DESCRIPTION OF THE TASK:
Produce as output only the lines below starting at the line with "is always non-empty." and continuing through the line with "let content = content.into();", each one exactly as written.

Records from a dataset
• • •
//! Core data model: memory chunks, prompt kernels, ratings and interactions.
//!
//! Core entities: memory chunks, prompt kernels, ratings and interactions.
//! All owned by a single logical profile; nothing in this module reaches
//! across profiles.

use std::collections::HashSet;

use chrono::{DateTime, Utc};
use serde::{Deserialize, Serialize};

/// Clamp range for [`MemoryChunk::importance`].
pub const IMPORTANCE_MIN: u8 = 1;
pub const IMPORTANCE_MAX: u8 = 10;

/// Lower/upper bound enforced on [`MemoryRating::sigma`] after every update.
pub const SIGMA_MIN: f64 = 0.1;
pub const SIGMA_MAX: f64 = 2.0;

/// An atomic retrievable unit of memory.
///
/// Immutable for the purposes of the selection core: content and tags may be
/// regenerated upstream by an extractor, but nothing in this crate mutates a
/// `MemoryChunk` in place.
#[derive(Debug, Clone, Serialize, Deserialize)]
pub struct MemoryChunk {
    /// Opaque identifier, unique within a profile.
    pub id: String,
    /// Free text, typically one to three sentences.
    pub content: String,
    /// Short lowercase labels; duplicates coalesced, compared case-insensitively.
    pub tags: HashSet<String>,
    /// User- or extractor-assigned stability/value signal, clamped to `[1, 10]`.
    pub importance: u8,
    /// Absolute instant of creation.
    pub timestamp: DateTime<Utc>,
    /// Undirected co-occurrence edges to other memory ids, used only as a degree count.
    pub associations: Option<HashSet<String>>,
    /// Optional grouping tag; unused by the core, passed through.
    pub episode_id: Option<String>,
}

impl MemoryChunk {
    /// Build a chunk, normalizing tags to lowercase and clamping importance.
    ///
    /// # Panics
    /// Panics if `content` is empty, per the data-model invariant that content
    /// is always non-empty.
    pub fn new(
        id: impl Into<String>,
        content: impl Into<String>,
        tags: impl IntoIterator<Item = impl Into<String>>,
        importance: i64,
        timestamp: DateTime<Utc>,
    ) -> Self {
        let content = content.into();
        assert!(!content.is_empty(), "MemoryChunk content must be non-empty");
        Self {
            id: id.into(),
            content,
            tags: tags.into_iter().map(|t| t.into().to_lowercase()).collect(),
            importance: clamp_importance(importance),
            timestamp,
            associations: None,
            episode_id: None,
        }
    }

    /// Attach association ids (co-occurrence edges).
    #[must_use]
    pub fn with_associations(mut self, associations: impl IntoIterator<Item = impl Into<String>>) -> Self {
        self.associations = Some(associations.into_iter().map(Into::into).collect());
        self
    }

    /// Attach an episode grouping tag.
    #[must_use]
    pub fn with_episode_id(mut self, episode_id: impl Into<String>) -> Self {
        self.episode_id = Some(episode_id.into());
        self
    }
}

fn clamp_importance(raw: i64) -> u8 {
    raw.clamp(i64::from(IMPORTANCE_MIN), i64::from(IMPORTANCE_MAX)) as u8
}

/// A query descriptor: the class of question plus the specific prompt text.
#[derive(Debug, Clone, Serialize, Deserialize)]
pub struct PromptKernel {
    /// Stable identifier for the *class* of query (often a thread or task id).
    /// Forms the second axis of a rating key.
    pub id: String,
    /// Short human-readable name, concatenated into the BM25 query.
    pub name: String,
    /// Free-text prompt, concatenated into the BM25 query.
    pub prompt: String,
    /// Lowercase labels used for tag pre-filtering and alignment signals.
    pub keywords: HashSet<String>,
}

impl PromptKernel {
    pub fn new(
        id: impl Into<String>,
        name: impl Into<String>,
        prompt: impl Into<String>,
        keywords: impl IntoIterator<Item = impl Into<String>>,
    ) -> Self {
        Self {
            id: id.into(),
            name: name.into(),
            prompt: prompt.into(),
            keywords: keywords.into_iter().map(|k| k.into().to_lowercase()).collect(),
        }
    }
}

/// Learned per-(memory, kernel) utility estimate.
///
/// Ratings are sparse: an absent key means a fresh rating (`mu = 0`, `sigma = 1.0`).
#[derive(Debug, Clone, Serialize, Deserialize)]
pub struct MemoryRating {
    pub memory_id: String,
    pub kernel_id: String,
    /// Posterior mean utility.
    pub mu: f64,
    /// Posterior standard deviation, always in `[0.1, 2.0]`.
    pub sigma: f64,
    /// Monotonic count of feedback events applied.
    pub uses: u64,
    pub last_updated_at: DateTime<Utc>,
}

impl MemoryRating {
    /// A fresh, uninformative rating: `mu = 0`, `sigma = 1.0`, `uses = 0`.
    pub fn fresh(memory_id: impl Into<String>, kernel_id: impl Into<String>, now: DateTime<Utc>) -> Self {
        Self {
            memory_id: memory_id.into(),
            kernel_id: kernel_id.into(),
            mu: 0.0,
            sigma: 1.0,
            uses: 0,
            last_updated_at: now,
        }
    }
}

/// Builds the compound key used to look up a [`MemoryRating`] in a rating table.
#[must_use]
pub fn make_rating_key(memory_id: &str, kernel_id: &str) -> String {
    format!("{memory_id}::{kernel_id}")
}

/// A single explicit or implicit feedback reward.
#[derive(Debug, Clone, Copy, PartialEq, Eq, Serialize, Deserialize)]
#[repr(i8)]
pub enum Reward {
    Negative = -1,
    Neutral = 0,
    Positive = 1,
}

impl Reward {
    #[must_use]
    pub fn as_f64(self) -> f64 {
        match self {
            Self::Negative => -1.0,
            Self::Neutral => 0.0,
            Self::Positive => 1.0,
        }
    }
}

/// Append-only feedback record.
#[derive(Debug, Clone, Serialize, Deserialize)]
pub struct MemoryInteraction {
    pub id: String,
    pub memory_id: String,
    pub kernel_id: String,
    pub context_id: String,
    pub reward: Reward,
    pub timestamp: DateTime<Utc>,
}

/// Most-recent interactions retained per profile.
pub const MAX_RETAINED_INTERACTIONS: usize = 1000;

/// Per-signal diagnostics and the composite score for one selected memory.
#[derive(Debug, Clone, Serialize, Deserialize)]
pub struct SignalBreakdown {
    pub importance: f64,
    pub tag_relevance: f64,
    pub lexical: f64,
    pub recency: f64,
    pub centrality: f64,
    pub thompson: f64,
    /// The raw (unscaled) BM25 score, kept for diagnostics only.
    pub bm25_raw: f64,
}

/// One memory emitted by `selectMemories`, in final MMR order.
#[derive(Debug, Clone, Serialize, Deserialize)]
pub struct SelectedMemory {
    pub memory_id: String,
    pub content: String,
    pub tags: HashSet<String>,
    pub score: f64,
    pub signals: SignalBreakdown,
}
• • •
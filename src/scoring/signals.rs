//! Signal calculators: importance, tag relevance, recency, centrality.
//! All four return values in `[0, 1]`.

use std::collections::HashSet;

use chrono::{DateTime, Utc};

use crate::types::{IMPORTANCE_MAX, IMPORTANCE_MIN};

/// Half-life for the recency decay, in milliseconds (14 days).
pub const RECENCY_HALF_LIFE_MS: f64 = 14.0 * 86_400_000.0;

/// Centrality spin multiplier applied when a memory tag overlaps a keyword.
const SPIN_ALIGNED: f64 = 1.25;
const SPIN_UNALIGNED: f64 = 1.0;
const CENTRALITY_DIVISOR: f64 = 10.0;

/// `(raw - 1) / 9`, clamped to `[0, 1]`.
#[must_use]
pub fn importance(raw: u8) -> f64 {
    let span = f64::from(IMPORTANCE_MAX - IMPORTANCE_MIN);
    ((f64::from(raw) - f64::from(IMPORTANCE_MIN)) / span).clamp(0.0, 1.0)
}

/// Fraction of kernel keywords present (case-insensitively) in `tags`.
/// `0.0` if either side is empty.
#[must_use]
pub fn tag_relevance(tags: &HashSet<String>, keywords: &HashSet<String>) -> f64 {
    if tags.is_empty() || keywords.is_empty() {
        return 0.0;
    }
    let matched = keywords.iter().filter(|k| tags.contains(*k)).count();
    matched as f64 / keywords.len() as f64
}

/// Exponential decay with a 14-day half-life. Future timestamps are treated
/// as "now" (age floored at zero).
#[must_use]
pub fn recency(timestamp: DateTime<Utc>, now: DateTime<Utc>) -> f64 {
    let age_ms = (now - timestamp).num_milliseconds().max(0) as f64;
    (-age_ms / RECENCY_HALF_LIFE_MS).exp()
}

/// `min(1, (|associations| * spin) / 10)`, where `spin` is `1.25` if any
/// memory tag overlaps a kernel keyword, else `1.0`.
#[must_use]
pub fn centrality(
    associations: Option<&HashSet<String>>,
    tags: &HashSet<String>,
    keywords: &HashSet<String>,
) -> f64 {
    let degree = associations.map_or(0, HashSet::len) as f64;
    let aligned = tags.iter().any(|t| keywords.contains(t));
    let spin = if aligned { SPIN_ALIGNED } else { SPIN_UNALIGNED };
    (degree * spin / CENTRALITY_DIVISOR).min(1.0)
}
• • •
TASK OUTPUT:
    /// is always non-empty.
    pub fn new(
        id: impl Into<String>,
        content: impl Into<String>,
        tags: impl IntoIterator<Item = impl Into<String>>,
        importance: i64,
        timestamp: DateTime<Utc>,
    ) -> Self {
        let content = content.into();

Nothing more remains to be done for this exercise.